I am using inheritIO()
to redirect output from a child process in my program to the System.out
and System.err
, and input to System.in
.
These are all redirected by System.setOut()
and the like:
// Reassign System IO
System.setIn(cpanel.getConsole().getInputStream());
System.setOut(new PrintStream(cpanel.getConsole().getOutputStream()));
System.setErr(new PrintStream(cpanel.getConsole().getOutputStream()));
However when I run the process:
String[] fullargs = new String[sargs.length+4];
fullargs[0] = "java";
fullargs[1] = "-classpath"; // Runtime classpath option.
fullargs[2] = cpath; // Specify the classpath.
fullargs[3] = mname; // Specify class to run.
for(int i=0; i<sargs.length; i++)
{
fullargs[i+4] = sargs[i]; // Put together arguments.
}
ProcessBuilder proc = new ProcessBuilder()
.inheritIO()
.command(fullargs);
try
{
System.out.println("RUNNING...");
proc.start();
}
catch(IOException ioe)
{
JOptionPane.showMessageDialog(null,
"There was a system error invoking this program.",
"ERROR",
JOptionPane.ERROR_MESSAGE);
}
It redirects to what used to be System.out
etc. rather than what they've been redirected to.

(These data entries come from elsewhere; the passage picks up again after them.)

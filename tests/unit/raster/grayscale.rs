use super::*;

#[test]
fn gray_channels_are_equal_and_alpha_survives() {
    let src = Frame::filled(2, 2, [200, 50, 10, 77]).unwrap();
    let out = grayscale(&src);
    for px in out.data.chunks_exact(4) {
        assert_eq!(px[0], px[1]);
        assert_eq!(px[1], px[2]);
        assert_eq!(px[3], 77);
    }
}

#[test]
fn neutral_gray_is_a_fixed_point() {
    let src = Frame::filled(1, 1, [128, 128, 128, 255]).unwrap();
    let out = grayscale(&src);
    assert_eq!(out.pixel(0, 0), Some([128, 128, 128, 255]));
}

#[test]
fn white_and_black_map_to_themselves() {
    let src = Frame::new(
        2,
        1,
        vec![255, 255, 255, 255, 0, 0, 0, 255],
    )
    .unwrap();
    let out = grayscale(&src);
    assert_eq!(out.pixel(0, 0), Some([255, 255, 255, 255]));
    assert_eq!(out.pixel(1, 0), Some([0, 0, 0, 255]));
}

#[test]
fn green_dominates_the_luma() {
    let red = grayscale(&Frame::filled(1, 1, [255, 0, 0, 255]).unwrap());
    let green = grayscale(&Frame::filled(1, 1, [0, 255, 0, 255]).unwrap());
    let blue = grayscale(&Frame::filled(1, 1, [0, 0, 255, 255]).unwrap());
    assert!(green.data[0] > red.data[0]);
    assert!(red.data[0] > blue.data[0]);
}
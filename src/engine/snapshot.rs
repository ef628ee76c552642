use crate::foundation::core::{Frame, Progress};
use crate::foundation::error::UnveilResult;

/// A host-side persistence snapshot: the current frame's pixels plus the
/// progress it stands for.
///
/// The engine hands this out and takes it back as a plain value; how it is
/// stored across lifecycle events is the host's business.
#[derive(Clone, Debug, PartialEq, serde::Serialize, serde::Deserialize)]
pub struct Snapshot {
    /// Frame width in pixels.
    pub width: u32,
    /// Frame height in pixels.
    pub height: u32,
    /// RGBA8 bytes of the current frame.
    pub data: Vec<u8>,
    /// Normalized progress of the current frame.
    pub progress: f32,
}

impl Snapshot {
    /// Capture a frame and its progress.
    pub fn capture(frame: &Frame, progress: Progress) -> Self {
        Self {
            width: frame.width,
            height: frame.height,
            data: frame.data.clone(),
            progress: progress.ratio(),
        }
    }

    /// Rebuild the frame, validating the buffer length.
    pub fn frame(&self) -> UnveilResult<Frame> {
        Frame::new(self.width, self.height, self.data.clone())
    }

    /// Rebuild the progress value, validating the ratio.
    pub fn progress(&self) -> UnveilResult<Progress> {
        Progress::from_ratio(self.progress)
    }
}

#[cfg(test)]
#[path = "../../tests/unit/engine/snapshot.rs"]
mod tests;
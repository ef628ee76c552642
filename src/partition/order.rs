use crate::partition::grid::Partition;
use kurbo::{Point, Vec2};
use rand::Rng;
use rand::seq::SliceRandom;

/// How a partition's playback order is arranged, applied once after
/// construction.
#[derive(Clone, Copy, Debug, Default, PartialEq, Eq, serde::Serialize, serde::Deserialize)]
#[serde(rename_all = "snake_case")]
pub enum ReorderPolicy {
    /// Row-major order, unchanged.
    #[default]
    Identity,
    /// Uniform random permutation of the full cell sequence.
    Shuffled,
    /// Even rows left-to-right, odd rows right-to-left.
    Serpentine,
    /// Cells ordered by the first hit of an Archimedean spiral walked from
    /// the image center outward; unhit cells keep their relative order at
    /// the end.
    Spiral,
}

/// Angular increment of the spiral walk, in radians.
const SPIRAL_STEP: f64 = 0.05;

/// Apply `policy` to the partition's playback order.
///
/// The random source is injected so shuffled orders are reproducible under a
/// seeded rng.
pub(crate) fn apply_order(partition: &mut Partition, policy: ReorderPolicy, rng: &mut impl Rng) {
    let order = match policy {
        ReorderPolicy::Identity => return,
        ReorderPolicy::Shuffled => {
            let mut order: Vec<u32> = (0..partition.cell_count()).collect();
            order.shuffle(rng);
            order
        }
        ReorderPolicy::Serpentine => serpentine_order(partition.cols(), partition.rows()),
        ReorderPolicy::Spiral => spiral_order(partition),
    };
    partition.set_order(order);
}

fn serpentine_order(cols: u32, rows: u32) -> Vec<u32> {
    let mut order = Vec::with_capacity((cols * rows) as usize);
    for row in 0..rows {
        let base = row * cols;
        if row % 2 == 0 {
            order.extend(base..base + cols);
        } else {
            order.extend((base..base + cols).rev());
        }
    }
    order
}

/// Walk an Archimedean spiral from the center outward in fixed angular
/// increments and record cells in first-hit order. Samples falling outside
/// the image are discarded; cells the walk never touches are appended in
/// construction order.
fn spiral_order(partition: &Partition) -> Vec<u32> {
    let count = partition.cell_count();
    let center = Point::new(
        f64::from(partition.width()) * 0.5,
        f64::from(partition.height()) * 0.5,
    );
    // One cell extent of radial growth per turn, so every ring of cells is
    // crossed by an arm.
    let growth = f64::from(partition.extent()) / std::f64::consts::TAU;
    let max_radius = Vec2::new(center.x, center.y).hypot();

    let mut seen = vec![false; count as usize];
    let mut order = Vec::with_capacity(count as usize);
    let mut theta = 0.0f64;
    while growth * theta <= max_radius {
        let r = growth * theta;
        let p = center + Vec2::new(r * theta.cos(), r * theta.sin());
        theta += SPIRAL_STEP;
        if p.x < 0.0
            || p.y < 0.0
            || p.x >= f64::from(partition.width())
            || p.y >= f64::from(partition.height())
        {
            continue;
        }
        let col = p.x as u32 / partition.extent();
        let row = p.y as u32 / partition.extent();
        let idx = row * partition.cols() + col;
        if !seen[idx as usize] {
            seen[idx as usize] = true;
            order.push(idx);
        }
    }
    order.extend((0..count).filter(|&i| !seen[i as usize]));
    order
}

#[cfg(test)]
#[path = "../../tests/unit/partition/order.rs"]
mod tests;
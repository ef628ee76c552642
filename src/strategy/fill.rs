use crate::foundation::core::Frame;
use crate::foundation::error::UnveilResult;
use crate::foundation::math::value_of_percent;
use crate::partition::grid::Cell;
use crate::raster::composite::blit_cell;
use crate::raster::grayscale::grayscale;
use crate::strategy::{ExecutionModel, FillDirection, RevealStrategy, StepDomain, ensure_prepared};

/// Reveals the source inside a rectangle growing from a configured edge,
/// leaving the grayscale placeholder outside it.
#[derive(Debug)]
pub struct ColorRegionFill {
    direction: FillDirection,
    placeholder: Option<Frame>,
}

impl ColorRegionFill {
    /// Create the strategy for the given grow direction.
    pub fn new(direction: FillDirection) -> Self {
        Self {
            direction,
            placeholder: None,
        }
    }

    fn revealed_rect(&self, width: u32, height: u32, percent: u32) -> Cell {
        let w = value_of_percent(width, percent);
        let h = value_of_percent(height, percent);
        match self.direction {
            FillDirection::LeftToRight => Cell {
                left: 0,
                top: 0,
                right: w,
                bottom: height,
            },
            FillDirection::RightToLeft => Cell {
                left: width - w,
                top: 0,
                right: width,
                bottom: height,
            },
            FillDirection::TopToBottom => Cell {
                left: 0,
                top: 0,
                right: width,
                bottom: h,
            },
            FillDirection::BottomToTop => Cell {
                left: 0,
                top: height - h,
                right: width,
                bottom: height,
            },
        }
    }
}

impl RevealStrategy for ColorRegionFill {
    fn prepare(&mut self, source: &Frame) -> UnveilResult<Frame> {
        let placeholder = grayscale(source);
        self.placeholder = Some(placeholder.clone());
        Ok(placeholder)
    }

    fn compute_frame(
        &mut self,
        source: &Frame,
        _current: &Frame,
        step: u32,
    ) -> UnveilResult<Frame> {
        let placeholder = ensure_prepared(self.placeholder.as_ref())?;
        let percent = step.min(100);
        let mut out = placeholder.clone();
        let rect = self.revealed_rect(source.width, source.height, percent);
        blit_cell(&mut out, source, rect)?;
        Ok(out)
    }

    fn cleanup(&mut self) {
        self.placeholder = None;
    }

    fn step_domain(&self) -> StepDomain {
        StepDomain::Percent
    }

    fn preferred_model(&self) -> ExecutionModel {
        ExecutionModel::Sync
    }
}

#[cfg(test)]
#[path = "../../tests/unit/strategy/fill.rs"]
mod tests;
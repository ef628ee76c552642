use crate::foundation::core::Frame;
use crate::foundation::error::UnveilResult;
use std::sync::{Arc, Mutex};

/// Sink contract for consuming produced frames.
///
/// Ordering contract: within one session, `on_frame` is called once per
/// produced frame, in the order the engine produced them — possibly several
/// times per `set_progress` call under catch-up. Delivery happens on the
/// caller's thread for the synchronous model and on the session worker
/// otherwise.
pub trait FrameSink: Send {
    /// Consume one produced frame. An error marks the session failed.
    fn on_frame(&mut self, frame: &Frame) -> UnveilResult<()>;
}

pub(crate) type SharedSink = Arc<Mutex<Box<dyn FrameSink>>>;

/// In-memory sink for tests and debugging.
///
/// Clones share the same storage, so a caller can keep a handle while the
/// engine owns the sink.
#[derive(Clone, Default)]
pub struct InMemorySink {
    frames: Arc<Mutex<Vec<Frame>>>,
}

impl InMemorySink {
    /// Create a new, empty sink.
    pub fn new() -> Self {
        Self::default()
    }

    /// Snapshot of the frames delivered so far.
    pub fn frames(&self) -> Vec<Frame> {
        crate::engine::lock(&self.frames).clone()
    }

    /// Number of frames delivered so far.
    pub fn len(&self) -> usize {
        crate::engine::lock(&self.frames).len()
    }

    /// Return `true` when nothing has been delivered yet.
    pub fn is_empty(&self) -> bool {
        self.len() == 0
    }

    /// The most recently delivered frame, if any.
    pub fn last(&self) -> Option<Frame> {
        crate::engine::lock(&self.frames).last().cloned()
    }
}

impl FrameSink for InMemorySink {
    fn on_frame(&mut self, frame: &Frame) -> UnveilResult<()> {
        crate::engine::lock(&self.frames).push(frame.clone());
        Ok(())
    }
}

#[cfg(test)]
#[path = "../../tests/unit/engine/sink.rs"]
mod tests;
use super::*;

fn gradient(width: u32, height: u32) -> Frame {
    let mut data = Vec::with_capacity((width * height * 4) as usize);
    for y in 0..height {
        for x in 0..width {
            data.extend_from_slice(&[(x * 7 % 256) as u8, (y * 13 % 256) as u8, 0, 255]);
        }
    }
    Frame::new(width, height, data).unwrap()
}

#[test]
fn factor_zero_is_identity() {
    let src = gradient(8, 6);
    let out = pixelate(&src, 0.0).unwrap();
    assert_eq!(out, src);
}

#[test]
fn negative_or_non_finite_factor_is_rejected() {
    let src = gradient(4, 4);
    assert!(pixelate(&src, -0.1).is_err());
    assert!(pixelate(&src, f32::NAN).is_err());
}

#[test]
fn coarse_factor_produces_constant_blocks() {
    let src = gradient(8, 8);
    // divisor = 0.5 * 8 = 4 on both axes, so the result has 2x2 distinct
    // source samples blown up to 4x4 blocks.
    let out = pixelate(&src, 0.5).unwrap();
    let first = out.pixel(0, 0);
    for y in 0..4 {
        for x in 0..4 {
            assert_eq!(out.pixel(x, y), first, "at {x},{y}");
        }
    }
    assert_ne!(out.pixel(4, 0), first);
}

#[test]
fn extreme_factor_collapses_to_one_sample() {
    let src = gradient(4, 4);
    let out = pixelate(&src, 10.0).unwrap();
    let first = out.pixel(0, 0);
    for y in 0..4 {
        for x in 0..4 {
            assert_eq!(out.pixel(x, y), first);
        }
    }
}
//! Integration tests for the transition engine and history strategies.
//!
//! Covers:
//! - Guard pipeline ordering and short-circuiting
//! - Abort, redirect, and failure outcomes
//! - Last-issued-wins staleness for overlapping transitions
//! - Async component resolution
//! - Ready callbacks, listeners, and after hooks
//! - In-memory history traversal and dynamic route registration
//! - Fragment strategy reconciliation through a host backend

use std::sync::atomic::{AtomicBool, AtomicUsize, Ordering};
use std::sync::{Arc, Mutex};

use interpunct::{
    async_guard, guard, Component, ComponentSource, GuardOutcome, Location, LocationBackend,
    NavigationFailure, RouteConfig, Router, RouterMode, RouterOptions,
};
use pretty_assertions::assert_eq;

fn page(path: &str) -> RouteConfig {
    RouteConfig::new(path).with_component(Component::new(path.len()))
}

fn router(routes: Vec<RouteConfig>) -> Arc<Router> {
    Arc::new(
        Router::new(RouterOptions {
            routes,
            ..RouterOptions::default()
        })
        .unwrap(),
    )
}

#[derive(Clone, Default)]
struct Recorder(Arc<Mutex<Vec<String>>>);

impl Recorder {
    fn log(&self, label: &str) {
        self.0.lock().unwrap().push(label.to_string());
    }

    fn take(&self) -> Vec<String> {
        std::mem::take(&mut *self.0.lock().unwrap())
    }
}

#[tokio::test]
async fn test_push_commits_and_updates_current() {
    let router = router(vec![page("/a"), page("/b")]);
    let route = router.push("/a").await.unwrap();
    assert_eq!(route.full_path, "/a");
    assert_eq!(router.current_route().full_path, "/a");
}

#[tokio::test]
async fn test_aborting_guard_leaves_current_unchanged() {
    let blocked = page("/blocked").with_before_enter(guard(|_, _| GuardOutcome::Abort));
    let router = router(vec![page("/open"), blocked]);

    router.push("/open").await.unwrap();
    let err = router.push("/blocked").await.unwrap_err();
    assert!(matches!(err, NavigationFailure::Aborted { .. }));
    assert_eq!(router.current_route().full_path, "/open");
}

#[tokio::test]
async fn test_failing_guard_reaches_error_hooks() {
    let failing = page("/broken")
        .with_before_enter(guard(|_, _| GuardOutcome::fail(anyhow::anyhow!("boom"))));
    let router = router(vec![page("/open"), failing]);

    let seen = Arc::new(AtomicBool::new(false));
    let seen_hook = Arc::clone(&seen);
    let _handle = router.on_error(Arc::new(move |failure| {
        assert!(matches!(failure, NavigationFailure::Guard(_)));
        seen_hook.store(true, Ordering::SeqCst);
    }));

    router.push("/open").await.unwrap();
    let err = router.push("/broken").await.unwrap_err();
    assert!(matches!(err, NavigationFailure::Guard(_)));
    assert!(seen.load(Ordering::SeqCst));
    assert_eq!(router.current_route().full_path, "/open");
}

#[tokio::test]
async fn test_redirecting_guard_restarts_transition() {
    let old = page("/old").with_before_enter(guard(|_, _| GuardOutcome::redirect("/new")));
    let router = router(vec![old, page("/new")]);

    let route = router.push("/old").await.unwrap();
    assert_eq!(route.full_path, "/new");
    assert_eq!(router.current_route().full_path, "/new");
}

#[tokio::test]
async fn test_guard_pipeline_order() {
    let recorder = Recorder::default();

    let r = recorder.clone();
    let parent = page("/parent").with_update_hook(guard(move |_, _| {
        r.log("update:parent");
        GuardOutcome::Proceed
    }));
    let r = recorder.clone();
    let child_one = page("one").with_leave_hook(guard(move |_, _| {
        r.log("leave:one");
        GuardOutcome::Proceed
    }));
    let r1 = recorder.clone();
    let r2 = recorder.clone();
    let child_two = page("two")
        .with_before_enter(guard(move |_, _| {
            r1.log("beforeEnter:two");
            GuardOutcome::Proceed
        }))
        .with_enter_hook(guard(move |_, _| {
            r2.log("enter:two");
            GuardOutcome::Proceed
        }));

    let router = router(vec![parent.with_child(child_one).with_child(child_two)]);

    let r = recorder.clone();
    let _before = router.before_each(guard(move |_, _| {
        r.log("before:global");
        GuardOutcome::Proceed
    }));
    let r = recorder.clone();
    let _resolve = router.before_resolve(guard(move |_, _| {
        r.log("resolve:global");
        GuardOutcome::Proceed
    }));
    let r = recorder.clone();
    let _listener = router.listen(Arc::new(move |_| r.log("listener")));
    let r = recorder.clone();
    let _after = router.after_each(Arc::new(move |_, _| r.log("after:global")));

    router.push("/parent/one").await.unwrap();
    recorder.take();

    router.push("/parent/two").await.unwrap();
    assert_eq!(
        recorder.take(),
        vec![
            "leave:one",
            "before:global",
            "update:parent",
            "beforeEnter:two",
            "enter:two",
            "resolve:global",
            "listener",
            "after:global",
        ]
    );
}

#[tokio::test]
async fn test_unregistered_hook_no_longer_runs() {
    let router = router(vec![page("/a"), page("/b")]);
    let count = Arc::new(AtomicUsize::new(0));
    let hook_count = Arc::clone(&count);
    let handle = router.before_each(guard(move |_, _| {
        hook_count.fetch_add(1, Ordering::SeqCst);
        GuardOutcome::Proceed
    }));

    router.push("/a").await.unwrap();
    assert_eq!(count.load(Ordering::SeqCst), 1);

    handle.unregister();
    router.push("/b").await.unwrap();
    assert_eq!(count.load(Ordering::SeqCst), 1);
}

#[tokio::test]
async fn test_overlapping_transitions_last_issued_wins() {
    let gate = Arc::new(tokio::sync::Notify::new());
    let guard_gate = Arc::clone(&gate);
    let slow = page("/slow").with_before_enter(async_guard(move |_, _| {
        let gate = Arc::clone(&guard_gate);
        Box::pin(async move {
            gate.notified().await;
            GuardOutcome::Proceed
        })
    }));
    let router = router(vec![slow, page("/fast")]);

    let a_called = Arc::new(AtomicBool::new(false));
    let complete_flag = Arc::clone(&a_called);
    let abort_flag = Arc::clone(&a_called);
    let spawned = Arc::clone(&router);
    let a_task = tokio::spawn(async move {
        spawned
            .push_with_callbacks(
                "/slow",
                Some(Box::new(move |_| complete_flag.store(true, Ordering::SeqCst))),
                Some(Box::new(move |_| abort_flag.store(true, Ordering::SeqCst))),
            )
            .await;
    });

    // Let the first transition reach its suspended guard, then supersede it.
    tokio::task::yield_now().await;
    router.push("/fast").await.unwrap();

    gate.notify_one();
    a_task.await.unwrap();

    assert_eq!(router.current_route().full_path, "/fast");
    assert!(!a_called.load(Ordering::SeqCst));
}

#[tokio::test]
async fn test_superseded_deferred_push_resolves_superseded() {
    let gate = Arc::new(tokio::sync::Notify::new());
    let guard_gate = Arc::clone(&gate);
    let slow = page("/slow").with_before_enter(async_guard(move |_, _| {
        let gate = Arc::clone(&guard_gate);
        Box::pin(async move {
            gate.notified().await;
            GuardOutcome::Proceed
        })
    }));
    let router = router(vec![slow, page("/fast")]);

    let spawned = Arc::clone(&router);
    let a_task = tokio::spawn(async move { spawned.push("/slow").await });

    tokio::task::yield_now().await;
    router.push("/fast").await.unwrap();
    gate.notify_one();

    let result = a_task.await.unwrap();
    assert!(matches!(result, Err(NavigationFailure::Superseded)));
}

#[tokio::test]
async fn test_same_route_skips_guard_pipeline() {
    let count = Arc::new(AtomicUsize::new(0));
    let guard_count = Arc::clone(&count);
    let counted = page("/a").with_before_enter(guard(move |_, _| {
        guard_count.fetch_add(1, Ordering::SeqCst);
        GuardOutcome::Proceed
    }));
    let router = router(vec![counted]);

    router.push("/a").await.unwrap();
    let again = router.push("/a").await.unwrap();
    assert_eq!(again.full_path, "/a");
    assert_eq!(count.load(Ordering::SeqCst), 1);
}

#[tokio::test]
async fn test_lazy_component_resolves_once() {
    let loads = Arc::new(AtomicUsize::new(0));
    let load_count = Arc::clone(&loads);
    let lazy = RouteConfig::new("/lazy").with_component(ComponentSource::lazy(move || {
        let load_count = Arc::clone(&load_count);
        Box::pin(async move {
            load_count.fetch_add(1, Ordering::SeqCst);
            Ok(Component::new(99u32))
        })
    }));
    let router = router(vec![lazy, page("/other")]);

    router.push("/lazy").await.unwrap();
    assert_eq!(loads.load(Ordering::SeqCst), 1);
    let components = router.matched_components(None);
    assert_eq!(components.len(), 1);
    assert_eq!(components[0].downcast_ref::<u32>(), Some(&99));

    router.push("/other").await.unwrap();
    router.push("/lazy").await.unwrap();
    assert_eq!(loads.load(Ordering::SeqCst), 1);
}

#[tokio::test]
async fn test_failing_component_load_aborts_transition() {
    let lazy = RouteConfig::new("/lazy").with_component(ComponentSource::lazy(|| {
        Box::pin(async { Err(anyhow::anyhow!("load failed")) })
    }));
    let router = router(vec![page("/open"), lazy]);

    router.push("/open").await.unwrap();
    let err = router.push("/lazy").await.unwrap_err();
    assert!(matches!(err, NavigationFailure::Guard(_)));
    assert_eq!(router.current_route().full_path, "/open");
}

#[tokio::test]
async fn test_ready_callbacks_flush_once_on_first_completion() {
    let router = router(vec![page("/a"), page("/b")]);
    let count = Arc::new(AtomicUsize::new(0));

    let ready_count = Arc::clone(&count);
    router.on_ready(Box::new(move |_| {
        ready_count.fetch_add(1, Ordering::SeqCst);
    }), None);
    assert!(!router.is_ready());

    router.push("/a").await.unwrap();
    router.push("/b").await.unwrap();
    assert_eq!(count.load(Ordering::SeqCst), 1);

    // Registration after readiness invokes immediately.
    let late_count = Arc::clone(&count);
    router.on_ready(Box::new(move |route| {
        assert_eq!(route.full_path, "/b");
        late_count.fetch_add(1, Ordering::SeqCst);
    }), None);
    assert_eq!(count.load(Ordering::SeqCst), 2);
}

#[tokio::test]
async fn test_memory_history_go_back_and_forward() {
    let router = router(vec![page("/a"), page("/b")]);
    router.push("/a").await.unwrap();
    router.push("/b").await.unwrap();

    router.back().await;
    assert_eq!(router.current_route().full_path, "/a");

    router.forward().await;
    assert_eq!(router.current_route().full_path, "/b");

    // Out-of-bounds traversal is ignored.
    router.go(5).await;
    assert_eq!(router.current_route().full_path, "/b");
}

#[tokio::test]
async fn test_memory_push_truncates_forward_entries() {
    let router = router(vec![page("/a"), page("/b"), page("/c")]);
    router.push("/a").await.unwrap();
    router.push("/b").await.unwrap();
    router.back().await;
    router.push("/c").await.unwrap();

    router.back().await;
    assert_eq!(router.current_route().full_path, "/a");
    router.forward().await;
    assert_eq!(router.current_route().full_path, "/c");
}

#[tokio::test]
async fn test_replace_keeps_history_depth() {
    let router = router(vec![page("/a"), page("/b")]);
    router.push("/a").await.unwrap();
    router.replace("/b").await.unwrap();

    // Nothing to go back to: /b replaced /a.
    router.back().await;
    assert_eq!(router.current_route().full_path, "/b");
}

#[tokio::test]
async fn test_add_routes_re_resolves_current_location() {
    let router = router(vec![page("/a")]);
    router.push("/later").await.unwrap();
    assert!(router.current_route().matched.is_empty());

    router.add_routes(&[page("/later")]).await.unwrap();
    assert!(!router.current_route().matched.is_empty());
    assert_eq!(router.current_route().full_path, "/later");
}

struct FakeBackend {
    location: Mutex<String>,
}

impl FakeBackend {
    fn at(location: &str) -> Arc<Self> {
        Arc::new(Self {
            location: Mutex::new(location.to_string()),
        })
    }

    fn set(&self, location: &str) {
        *self.location.lock().unwrap() = location.to_string();
    }
}

impl LocationBackend for FakeBackend {
    fn read(&self) -> String {
        self.location.lock().unwrap().clone()
    }
    fn push_state(&self, url: &str) {
        self.set(url);
    }
    fn replace_state(&self, url: &str) {
        self.set(url);
    }
    fn go(&self, _delta: i32) {}
}

fn fragment_router(routes: Vec<RouteConfig>, backend: Arc<FakeBackend>) -> Arc<Router> {
    Arc::new(
        Router::new(RouterOptions {
            routes,
            mode: RouterMode::Fragment,
            backend: Some(backend),
            ..RouterOptions::default()
        })
        .unwrap(),
    )
}

#[tokio::test]
async fn test_fragment_strategy_writes_and_reads_hash() {
    let backend = FakeBackend::at("#/");
    let router = fragment_router(vec![page("/"), page("/user/:id")], Arc::clone(&backend));

    router.push("/user/1").await.unwrap();
    assert_eq!(backend.read(), "#/user/1");

    // External change (a back/forward signal) comes in through the host
    // listener.
    backend.set("#/");
    router.handle_location_change().await;
    assert_eq!(router.current_route().full_path, "/");
}

#[tokio::test]
async fn test_aborted_external_navigation_reverts_url() {
    let backend = FakeBackend::at("#/open");
    let blocked = page("/blocked").with_before_enter(guard(|_, _| GuardOutcome::Abort));
    let router = fragment_router(vec![page("/open"), blocked], Arc::clone(&backend));

    router.handle_location_change().await;
    assert_eq!(router.current_route().full_path, "/open");

    backend.set("#/blocked");
    router.handle_location_change().await;
    assert_eq!(router.current_route().full_path, "/open");
    assert_eq!(backend.read(), "#/open");
}

#[test]
fn test_mode_capability_detection() {
    let no_backend = Router::new(RouterOptions {
        routes: vec![page("/")],
        mode: RouterMode::UrlPath,
        ..RouterOptions::default()
    })
    .unwrap();
    assert_eq!(no_backend.mode(), RouterMode::InMemory);

    struct NoPushState;
    impl LocationBackend for NoPushState {
        fn read(&self) -> String {
            "/".to_string()
        }
        fn push_state(&self, _url: &str) {}
        fn replace_state(&self, _url: &str) {}
        fn go(&self, _delta: i32) {}
        fn supports_push_state(&self) -> bool {
            false
        }
    }

    let fallback = Router::new(RouterOptions {
        routes: vec![page("/")],
        mode: RouterMode::UrlPath,
        backend: Some(Arc::new(NoPushState)),
        ..RouterOptions::default()
    })
    .unwrap();
    assert_eq!(fallback.mode(), RouterMode::Fragment);
}

#[tokio::test]
async fn test_resolve_href_in_fragment_mode() {
    let backend = FakeBackend::at("#/");
    let router = fragment_router(vec![page("/user/:id").with_name("user")], backend);
    let resolved = router
        .resolve(Location::named("user").with_param("id", "3"), None, false)
        .unwrap();
    assert_eq!(resolved.href, "#/user/3");
}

If I comment out the inheritIO()
line, the output is lost to time and doesn't appear anywhere. With inheritIO()
it goes to the standard console of the parent process rather than the redirected one. The line where I print "RUNNING" goes to the proper redirected location. In other words, inheritIO()
is doing exactly what it should if I hadn't redirected the output streams of the parent process. It's going to the parent process's old console.
I have no idea why this is happening and I'm pulling my hair out here. I've seen that inheritIO()
doesn't work in Windows, but this issue is the same on Mac OS and Linux. I'm using Java 7.
Please note my answer here: https://stackoverflow.com/a/32350856/5226711
Applied to your question, this means you can use an adapted verion of the StreamGobbler proposed in https://stackoverflow.com/a/14165567/5226711:
private class StreamGobbler extends Thread {
private InputStream in;
private PrintStream out;
private StreamGobbler(InputStream in, PrintStream out) {
this.in = in;
this.out = out;
}
@Override
public void run() {
try {
BufferedReader input = new BufferedReader(new InputStreamReader(in));
String line = null;
while ((line = input.readLine()) != null)
out.println(line);
} catch (IOException e) {
e.printStackTrace();
}
}
}
And use it like this:
String[] fullargs = new String[sargs.length+4];
fullargs[0] = "java";
fullargs[1] = "-classpath"; // Runtime classpath option.
fullargs[2] = cpath; // Specify the classpath.
fullargs[3] = mname; // Specify class to run.
for(int i=0; i<sargs.length; i++)
{
fullargs[i+4] = sargs[i]; // Put together arguments.
}
ProcessBuilder pb = new ProcessBuilder().command(fullargs);
try
{
System.out.println("RUNNING...");
Process p = pb.start();
StreamGobbler pOut = new StreamGobbler(p.getInputStream(), new PrintStream(cpanel.getConsole().getOutputStream()));
StreamGobbler pErr = new StreamGobbler(p.getErrorStream(), new PrintStream(cpanel.getConsole().getOutputStream()));
pOut.start();
pErr.start();
}
catch(IOException ioe)
{
JOptionPane.showMessageDialog(null,
"There was a system error invoking this program.",
"ERROR",
JOptionPane.ERROR_MESSAGE);
}
Redirecting stdin of the child is not included in my example.